Pasti caldi e mascherine: doni Lions per la “trincea”

Consegnati i buoni che consentiranno al personale di Rianimazione e Infettivologia di ricevere direttamente al Circolo le squisitezze del 13.8 di Biumo. A margine, il completamento della fornitura di mascherine acquistate dai club

Una cosa piccola ma buona, titolava uno splendido racconto di Carver, che nella narrazione della quotidianità aveva ben pochi eguali e che con quella frase indicava la genuinità apparentemente semplice, ma capace di sprigionare un calore che fa bene al cuore. Sara Cendaroni e Francesco Paolucci hanno chiuso in poche settimane la raccolta fondi organizzata dai Lions Varese Insubria e consegnata al numero uno della Rianimazione del Circolo Paolo Severgnini sotto forma di buoni pasto per un valore di 1600 euro, che si tradurranno in una serie di squisitezze recapitate in ospedale da un ristorante del centro per garantire al personale in prima linea un minimo di stacco.

A margine, un’altra consegna, questa volta di mascherine.

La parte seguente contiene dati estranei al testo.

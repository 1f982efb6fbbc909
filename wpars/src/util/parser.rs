//! Parsers for supplicant replies.
//!
//! `STATUS` and `BSS <n>` answer with `key=value` lines. Each line is split
//! on its first `=`; unknown keys are ignored. SSIDs are kept exactly as
//! printed so they can be re-serialized without loss.

use std::str::FromStr;

use log::debug;

use crate::Result;
use crate::api::models::{NetworkDetail, SecurityLabel, StationError, StationInfo, StationState};
use crate::types::constants::reply;

/// Iterates the `key=value` pairs of a reply, skipping lines without `=`.
fn key_values(text: &str) -> impl Iterator<Item = (&str, &str)> {
    text.lines()
        .map(|line| line.strip_suffix('\r').unwrap_or(line))
        .filter_map(|line| line.split_once('='))
        .map(|(key, value)| (key.trim(), value))
}

/// Parses a numeric field, reporting the offending line on failure.
fn parse_number<T: FromStr>(command: &str, key: &str, value: &str) -> Result<T> {
    value.trim().parse().map_err(|_| {
        debug!("{command}: malformed {key}={value}");
        StationError::UnexpectedReply {
            command: command.into(),
            reply: format!("{key}={value}"),
        }
    })
}

/// SSID as shown to callers; hidden networks get a placeholder.
fn display_ssid(raw: &str) -> String {
    if is_hidden(raw) {
        reply::HIDDEN_SSID_LABEL.to_string()
    } else {
        raw.to_string()
    }
}

/// Parses a `STATUS` reply.
///
/// A reply without `wpa_state` yields [`StationState::Error`]. Network
/// details are only kept when the state is `Connected`.
///
/// # Errors
///
/// Returns [`StationError::UnexpectedReply`] when `wpa_state` carries a value
/// the station model does not know or `freq` is not a number.
pub fn parse_status(text: &str) -> Result<StationInfo> {
    let mut state = StationState::default();
    let mut detail = NetworkDetail::default();

    for (key, value) in key_values(text) {
        match key {
            "bssid" => detail.bssid = value.trim().to_string(),
            "freq" => detail.frequency = parse_number("STATUS", key, value)?,
            "key_mgmt" => detail.security = parse_security(value),
            "ssid" => detail.ssid = display_ssid(value),
            "wpa_state" => {
                state = StationState::from_wpa_state(value).ok_or_else(|| {
                    StationError::UnexpectedReply {
                        command: "STATUS".into(),
                        reply: format!("wpa_state={value}"),
                    }
                })?;
            }
            _ => {}
        }
    }

    Ok(StationInfo::new(state, detail))
}

/// Parses a `BSS <n>` reply.
///
/// Returns `None` when the reply carries no BSSID, which is how the
/// supplicant signals the end of the scan list.
///
/// # Errors
///
/// Returns [`StationError::UnexpectedReply`] when `freq` or `level` is not
/// a number.
pub fn parse_bss(text: &str) -> Result<Option<NetworkDetail>> {
    let mut detail = NetworkDetail::default();

    for (key, value) in key_values(text) {
        match key {
            "bssid" => detail.bssid = value.trim().to_string(),
            "freq" => detail.frequency = parse_number("BSS", key, value)?,
            "level" => detail.level = parse_number("BSS", key, value)?,
            "flags" => detail.security = parse_security(value),
            "ssid" => detail.ssid = display_ssid(value),
            _ => {}
        }
    }

    if detail.bssid.is_empty() {
        Ok(None)
    } else {
        Ok(Some(detail))
    }
}

/// Derives a security label from BSS flags or a `key_mgmt` value.
///
/// First match wins in the order `WPA2`, `WPA`, `WEP`.
pub fn parse_security(flags: &str) -> SecurityLabel {
    if flags.contains("WPA2") {
        SecurityLabel::Wpa2
    } else if flags.contains("WPA") {
        SecurityLabel::Wpa
    } else if flags.contains("WEP") {
        SecurityLabel::Wep
    } else {
        SecurityLabel::None
    }
}

/// Returns true when the SSID contains the supplicant's escaped NUL marker.
pub fn is_hidden(ssid: &str) -> bool {
    ssid.contains(reply::HIDDEN_SSID_MARKER)
}

/// Parses the network id returned by `ADD_NETWORK`.
pub fn parse_network_id(text: &str) -> Result<u32> {
    text.trim()
        .parse()
        .map_err(|_| StationError::UnexpectedReply {
            command: "ADD_NETWORK".into(),
            reply: text.trim().to_string(),
        })
}
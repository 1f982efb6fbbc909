//! Typed control commands and reply classification.
//!
//! Commands know their wire encoding and a log-safe rendering; replies are
//! classified once, here, instead of comparing prefixes at every call site.

use std::fmt::{Display, Formatter};

use crate::types::constants::reply;
use crate::util::validation::is_raw_psk;

/// A supplicant control command.
#[derive(Debug, Clone, Copy, PartialEq, Eq)]
pub enum Command<'a> {
    Status,
    Scan,
    Bss(usize),
    Disconnect,
    Reconnect,
    AddNetwork,
    RemoveAllNetworks,
    SetSsid { id: u32, ssid: &'a str },
    SetPsk { id: u32, psk: &'a str },
    SetOpen { id: u32 },
    EnableNetwork(u32),
    SaveConfig,
}

impl Command<'_> {
    /// Text sent over the control socket.
    ///
    /// Passphrases are quoted; a 64-digit hex key goes out bare.
    pub fn encode(&self) -> String {
        match self {
            Self::Status => "STATUS".to_string(),
            Self::Scan => "SCAN".to_string(),
            Self::Bss(index) => format!("BSS {index}"),
            Self::Disconnect => "DISCONNECT".to_string(),
            Self::Reconnect => "RECONNECT".to_string(),
            Self::AddNetwork => "ADD_NETWORK".to_string(),
            Self::RemoveAllNetworks => "REMOVE_NETWORK all".to_string(),
            Self::SetSsid { id, ssid } => format!("SET_NETWORK {id} ssid \"{ssid}\""),
            Self::SetPsk { id, psk } if is_raw_psk(psk) => format!("SET_NETWORK {id} psk {psk}"),
            Self::SetPsk { id, psk } => format!("SET_NETWORK {id} psk \"{psk}\""),
            Self::SetOpen { id } => format!("SET_NETWORK {id} key_mgmt NONE"),
            Self::EnableNetwork(id) => format!("ENABLE_NETWORK {id}"),
            Self::SaveConfig => "SAVE_CONFIG".to_string(),
        }
    }
}

/// Same as [`Command::encode`] but never shows the PSK.
impl Display for Command<'_> {
    fn fmt(&self, f: &mut Formatter<'_>) -> std::fmt::Result {
        match self {
            Self::SetPsk { id, .. } => write!(f, "SET_NETWORK {id} psk <redacted>"),
            other => f.write_str(&other.encode()),
        }
    }
}

/// Classified supplicant reply.
#[derive(Debug, Clone, PartialEq, Eq)]
pub enum Reply {
    /// `OK`
    Ack,
    /// `FAIL-BUSY`, typically a scan already running
    Busy,
    /// Any other `FAIL…` reply
    Failure(String),
    /// Payload: a network id or a `key=value` block
    Data(String),
}

impl Reply {
    pub fn classify(raw: &str) -> Self {
        let text = raw.trim();
        if text == reply::OK {
            Self::Ack
        } else if text.starts_with(reply::FAIL_BUSY) {
            Self::Busy
        } else if text.starts_with(reply::FAIL) {
            Self::Failure(text.to_string())
        } else {
            Self::Data(text.to_string())
        }
    }

    /// Reply text as the supplicant sent it, minus surrounding whitespace.
    pub fn as_text(&self) -> &str {
        match self {
            Self::Ack => reply::OK,
            Self::Busy => reply::FAIL_BUSY,
            Self::Failure(text) | Self::Data(text) => text,
        }
    }

    pub fn is_ack(&self) -> bool {
        matches!(self, Self::Ack)
    }

    pub fn is_failure(&self) -> bool {
        matches!(self, Self::Busy | Self::Failure(_))
    }
}
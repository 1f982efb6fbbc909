pub mod file_lock;
pub mod output;

use std::fs::File;
use std::io::{self, BufRead, IsTerminal, Write};
use std::path::PathBuf;

use anyhow::{Context, anyhow};
use clap::{ArgAction, Parser, Subcommand};
use log::{info, warn};
use wpars::netif::{self, AddressMode, InterfaceInfo, Ipv4Config, MacAddr};
use wpars::{ConnectRequest, StationConfig, WifiStation};

use crate::file_lock::acquire_interface_lock;

/// Interface used when `-i` is not given.
pub const DEFAULT_INTERFACE: &str = "wlan0";

/// Upper bound on scan results shown.
pub const DEFAULT_SCAN_CAPACITY: usize = 1024;

#[derive(Parser, Debug)]
#[command(name = "wpars")]
#[command(version)]
#[command(about = "Manage Wi-Fi station interfaces through wpa_supplicant")]
pub struct Args {
    /// Network interface (default: all interfaces for `info`, wlan0 otherwise)
    #[arg(short = 'i', long = "interface", value_name = "IFACE", global = true)]
    pub interface: Option<String>,

    /// Output as JSON
    #[arg(short = 'j', long = "json", global = true)]
    pub json: bool,

    /// wpa_supplicant control socket directory
    #[arg(long = "ctrl-dir", value_name = "DIR", global = true)]
    pub ctrl_dir: Option<PathBuf>,

    /// Increase log verbosity (-v, -vv, -vvv)
    #[arg(short = 'v', long = "verbose", action = ArgAction::Count, global = true)]
    pub verbose: u8,

    /// Obtain the IPv4 address with DHCP (default)
    #[arg(short = 'a', long = "dhcp", global = true)]
    pub dhcp: bool,

    /// Static IPv4 address
    #[arg(short = '4', long = "ipv4", value_name = "ADDR", global = true)]
    pub ipv4: Option<String>,

    /// IPv4 netmask for --ipv4
    #[arg(
        short = 'n',
        long = "netmask",
        value_name = "MASK",
        default_value = "255.255.255.0",
        global = true
    )]
    pub netmask: String,

    /// Flush IPv4 addresses instead of assigning one
    #[arg(short = 'f', long = "flush", global = true)]
    pub flush: bool,

    /// Assign a random MAC address
    #[arg(short = 'r', long = "random-mac", global = true)]
    pub random_mac: bool,

    /// Save the network configuration on success
    #[arg(short = 's', long = "save", global = true)]
    pub save: bool,

    /// Read the PSK from a prompt
    #[arg(short = 'q', long = "prompt-psk", global = true)]
    pub prompt_psk: bool,

    /// Seconds to wait for the connection
    #[arg(
        short = 't',
        long = "timeout",
        value_name = "SECS",
        default_value_t = 10,
        global = true
    )]
    pub timeout: u32,

    /// DHCP lease timeout in seconds
    #[arg(long = "dhcp-timeout", value_name = "SECS", default_value_t = 30, global = true)]
    pub dhcp_timeout: u32,

    #[command(subcommand)]
    pub command: Option<Commands>,
}

#[derive(Subcommand, Debug, Clone, PartialEq, Eq)]
pub enum Commands {
    /// Assign an IPv4 address
    Ip,
    /// Assign a MAC address
    Mac {
        /// Address such as 02:11:22:33:44:55
        address: Option<String>,
    },
    /// Scan for networks
    Scan {
        /// Maximum number of results
        #[arg(long = "max", value_name = "N", default_value_t = DEFAULT_SCAN_CAPACITY)]
        max: usize,
    },
    /// Show interface addresses (default command)
    Info,
    /// Connect to a network
    Connect {
        ssid: String,
        /// Omit for open networks or with --prompt-psk
        psk: Option<String>,
    },
    /// Disconnect from the current network
    Disconnect,
    /// Show the Wi-Fi station state
    #[command(name = "sta-info", alias = "sta_info")]
    StaInfo,
}

impl Args {
    pub fn interface(&self) -> &str {
        self.interface.as_deref().unwrap_or(DEFAULT_INTERFACE)
    }

    /// Flush wins over a static address, which wins over DHCP.
    pub fn address_mode(&self) -> anyhow::Result<AddressMode> {
        if self.flush {
            return Ok(AddressMode::Flush);
        }
        match (&self.ipv4, self.dhcp) {
            (Some(addr), false) => {
                let config = Ipv4Config::parse(addr, Some(&self.netmask))?;
                Ok(AddressMode::Static(config))
            }
            _ => Ok(AddressMode::Dhcp {
                timeout_secs: self.dhcp_timeout,
            }),
        }
    }

    pub fn station_config(&self) -> StationConfig {
        match &self.ctrl_dir {
            Some(dir) => StationConfig::new().with_ctrl_dir(dir),
            None => StationConfig::new(),
        }
    }
}

fn init_logging(verbose: u8) {
    let level = match verbose {
        0 => "warn",
        1 => "info",
        2 => "debug",
        _ => "trace",
    };
    env_logger::Builder::from_env(env_logger::Env::default().default_filter_or(level)).init();
}

pub fn run() -> anyhow::Result<()> {
    let args = Args::parse();
    init_logging(args.verbose);
    execute(&args)
}

pub fn execute(args: &Args) -> anyhow::Result<()> {
    match args.command.clone().unwrap_or(Commands::Info) {
        Commands::Info => show_interfaces(args),
        Commands::Ip => {
            let _lock = lock(args.interface())?;
            assign_address(args)
        }
        Commands::Mac { address } => {
            let _lock = lock(args.interface())?;
            assign_mac(args, address.as_deref())
        }
        Commands::Scan { max } => {
            let _lock = lock(args.interface())?;
            scan(args, max)
        }
        Commands::Connect { ssid, psk } => {
            let _lock = lock(args.interface())?;
            connect(args, &ssid, psk)
        }
        Commands::Disconnect => {
            let _lock = lock(args.interface())?;
            disconnect(args)
        }
        Commands::StaInfo => station_info(args),
    }
}

fn lock(ifname: &str) -> anyhow::Result<File> {
    acquire_interface_lock(ifname).map_err(|e| anyhow!(e))
}

fn open_station(args: &Args) -> anyhow::Result<WifiStation> {
    WifiStation::with_config(args.interface(), args.station_config())
        .with_context(|| format!("Failed to open wpa_supplicant control socket for {}", args.interface()))
}

/// Prints without a newline so the result can follow on the same line.
fn progress(args: &Args, message: &str) {
    if !args.json {
        print!("{message}");
        let _ = io::stdout().flush();
    }
}

fn done(args: &Args, ok: bool) {
    if !args.json {
        println!("{}", if ok { "OK" } else { "failed" });
    }
}

fn show_interfaces(args: &Args) -> anyhow::Result<()> {
    let names = match &args.interface {
        Some(ifname) => vec![ifname.clone()],
        None => netif::list_interfaces().context("Failed to list interfaces")?,
    };

    let interfaces = names
        .iter()
        .map(|name| netif::interface_info(name))
        .collect::<Result<Vec<InterfaceInfo>, _>>()?;

    if args.json {
        println!("{}", output::interface_info_json(&interfaces)?);
    } else {
        print!("{}", output::interface_info(&interfaces));
    }
    Ok(())
}

fn assign_address(args: &Args) -> anyhow::Result<()> {
    let ifname = args.interface();
    let mode = args.address_mode()?;

    if let AddressMode::Dhcp { .. } = mode {
        progress(args, "Assigning DHCP address...");
    }

    let result = netif::apply(ifname, &mode);
    done(args, result.is_ok());
    result.with_context(|| format!("Failed to configure IPv4 on {ifname}"))
}

fn assign_mac(args: &Args, address: Option<&str>) -> anyhow::Result<()> {
    let ifname = args.interface();

    let mac = if args.random_mac {
        netif::randomize_mac(ifname)?
    } else {
        let mac: MacAddr = address
            .ok_or_else(|| anyhow!("a MAC address or --random-mac is required"))?
            .parse()?;
        netif::set_mac(ifname, &mac)?;
        mac
    };

    if args.json {
        println!("{}", output::to_json(&netif::interface_info(ifname)?)?);
    } else {
        println!("{ifname}: MAC set to {mac}");
    }
    Ok(())
}

fn scan(args: &Args, max: usize) -> anyhow::Result<()> {
    let mut station = open_station(args)?;
    let networks = station
        .scan(max)
        .with_context(|| format!("Scan on {} failed", args.interface()))?;
    station.close();

    if args.json {
        println!("{}", output::to_json(&networks)?);
    } else {
        print!("{}", output::scan_table(&networks));
    }
    Ok(())
}

/// Prompts for the PSK without echo on a terminal; piped input is read as
/// one line.
fn read_psk() -> anyhow::Result<String> {
    let stdin = io::stdin();
    if stdin.is_terminal() {
        return rpassword::prompt_password("PSK: ").context("Failed to read PSK");
    }
    read_psk_line(stdin.lock())
}

fn read_psk_line(mut input: impl BufRead) -> anyhow::Result<String> {
    let mut line = String::new();
    input.read_line(&mut line).context("Failed to read PSK")?;
    Ok(line.trim_end_matches(['\r', '\n']).to_string())
}

fn connect(args: &Args, ssid: &str, psk: Option<String>) -> anyhow::Result<()> {
    let psk = match psk {
        Some(psk) => psk,
        None if args.prompt_psk => read_psk()?,
        None => String::new(),
    };

    let request = ConnectRequest::new(ssid)
        .psk(psk)
        .timeout_secs(args.timeout)
        .remove_all(true);

    let mut station = open_station(args)?;

    progress(args, &format!("Connecting to {ssid}..."));
    let result = station.connect(&request);
    done(args, result.is_ok());
    let info = result.with_context(|| format!("Failed to connect to {ssid}"))?;

    assign_address(args)?;

    if args.save {
        progress(args, "Saving configuration...");
        let saved = station.save_config();
        done(args, saved.is_ok());
        saved.context("Failed to save configuration")?;
    }

    if args.json {
        println!("{}", output::to_json(&info)?);
    }
    info!("Connected {} to {ssid}", args.interface());
    Ok(())
}

fn disconnect(args: &Args) -> anyhow::Result<()> {
    let mut station = open_station(args)?;
    let info = station.disconnect().context("Failed to disconnect")?;
    station.close();

    if let Err(e) = netif::flush_ipv4(args.interface()) {
        warn!("Failed to flush IPv4 on {}: {e}", args.interface());
    }

    if args.json {
        println!("{}", output::to_json(&info)?);
    } else {
        println!("OK");
    }
    Ok(())
}

fn station_info(args: &Args) -> anyhow::Result<()> {
    let mut station = open_station(args)?;
    let info = station.info().context("Failed to read station state")?;

    if args.json {
        println!("{}", output::to_json(&info)?);
    } else {
        print!("{}", output::station_info(&info));
    }
    Ok(())
}

#[cfg(test)]
mod tests {
    use super::*;
    use clap::CommandFactory;
    use std::net::Ipv4Addr;

    fn parse(argv: &[&str]) -> Args {
        Args::try_parse_from(argv).unwrap()
    }

    #[test]
    fn cli_definition_is_consistent() {
        Args::command().debug_assert();
    }

    #[test]
    fn defaults_to_info_on_wlan0() {
        let args = parse(&["wpars"]);
        assert!(args.command.is_none());
        assert_eq!(args.interface(), "wlan0");
        assert_eq!(args.timeout, 10);
        assert!(!args.json);
    }

    #[test]
    fn global_flags_before_and_after_subcommand() {
        let before = parse(&["wpars", "-i", "wlp2s0", "-j", "scan"]);
        assert_eq!(before.interface(), "wlp2s0");
        assert!(before.json);
        assert_eq!(
            before.command,
            Some(Commands::Scan {
                max: DEFAULT_SCAN_CAPACITY
            })
        );

        let after = parse(&["wpars", "connect", "Home", "secret123", "-s", "-t", "20"]);
        assert!(after.save);
        assert_eq!(after.timeout, 20);
        assert_eq!(
            after.command,
            Some(Commands::Connect {
                ssid: "Home".into(),
                psk: Some("secret123".into())
            })
        );
    }

    #[test]
    fn sta_info_alias() {
        assert_eq!(parse(&["wpars", "sta_info"]).command, Some(Commands::StaInfo));
        assert_eq!(parse(&["wpars", "sta-info"]).command, Some(Commands::StaInfo));
    }

    #[test]
    fn negative_timeout_is_rejected() {
        assert!(Args::try_parse_from(["wpars", "connect", "Home", "-t", "-5"]).is_err());
    }

    #[test]
    fn connect_requires_ssid() {
        assert!(Args::try_parse_from(["wpars", "connect"]).is_err());
    }

    #[test]
    fn address_mode_defaults_to_dhcp() {
        let args = parse(&["wpars", "ip"]);
        assert_eq!(
            args.address_mode().unwrap(),
            AddressMode::Dhcp { timeout_secs: 30 }
        );
    }

    #[test]
    fn static_address_with_default_netmask() {
        let args = parse(&["wpars", "-4", "192.168.1.40", "ip"]);
        match args.address_mode().unwrap() {
            AddressMode::Static(config) => {
                assert_eq!(config.address, Ipv4Addr::new(192, 168, 1, 40));
                assert_eq!(config.netmask, Ipv4Addr::new(255, 255, 255, 0));
            }
            other => panic!("unexpected mode {other:?}"),
        }

        let args = parse(&["wpars", "-4", "10.0.0.9", "-n", "255.0.0.0", "ip"]);
        assert!(matches!(
            args.address_mode().unwrap(),
            AddressMode::Static(c) if c.prefix_len() == 8
        ));
    }

    #[test]
    fn piped_psk_is_one_line() {
        let psk = read_psk_line(&b"hunter22\r\nnext line\n"[..]).unwrap();
        assert_eq!(psk, "hunter22");
        assert_eq!(read_psk_line(&b""[..]).unwrap(), "");
    }

    #[test]
    fn flush_wins() {
        let args = parse(&["wpars", "-f", "-4", "10.0.0.9", "ip"]);
        assert_eq!(args.address_mode().unwrap(), AddressMode::Flush);
    }

    #[test]
    fn invalid_static_address_is_an_error() {
        let args = parse(&["wpars", "-4", "999.0.0.1", "ip"]);
        assert!(args.address_mode().is_err());
    }

    #[test]
    fn ctrl_dir_flows_into_config() {
        let args = parse(&["wpars", "--ctrl-dir", "/tmp/wpa", "sta-info"]);
        assert_eq!(
            args.station_config().ctrl_dir,
            Some(PathBuf::from("/tmp/wpa"))
        );
        assert!(parse(&["wpars"]).station_config().ctrl_dir.is_none());
    }

    #[test]
    fn verbosity_counts() {
        assert_eq!(parse(&["wpars", "-vv", "info"]).verbose, 2);
    }

    #[test]
    fn mac_without_address_or_random_fails() {
        let args = parse(&["wpars", "-i", "wpnotthere0", "mac"]);
        assert!(assign_mac(&args, None).is_err());
    }
}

Si tratta del completamento della fornitura che un poker di club – i Lions Varese Insubria, Varisium, Host, e Prealpi – hanno acquistato e importato (per rivedere il servizio sulla prima consegna, clicca qui) grazie alla donazione record di 20 mila euro e allo sforzo profuso dall’azienda Viviam Med dello stesso Paolucci per garantirsi una partita di 6 mila dispositivi ffp2.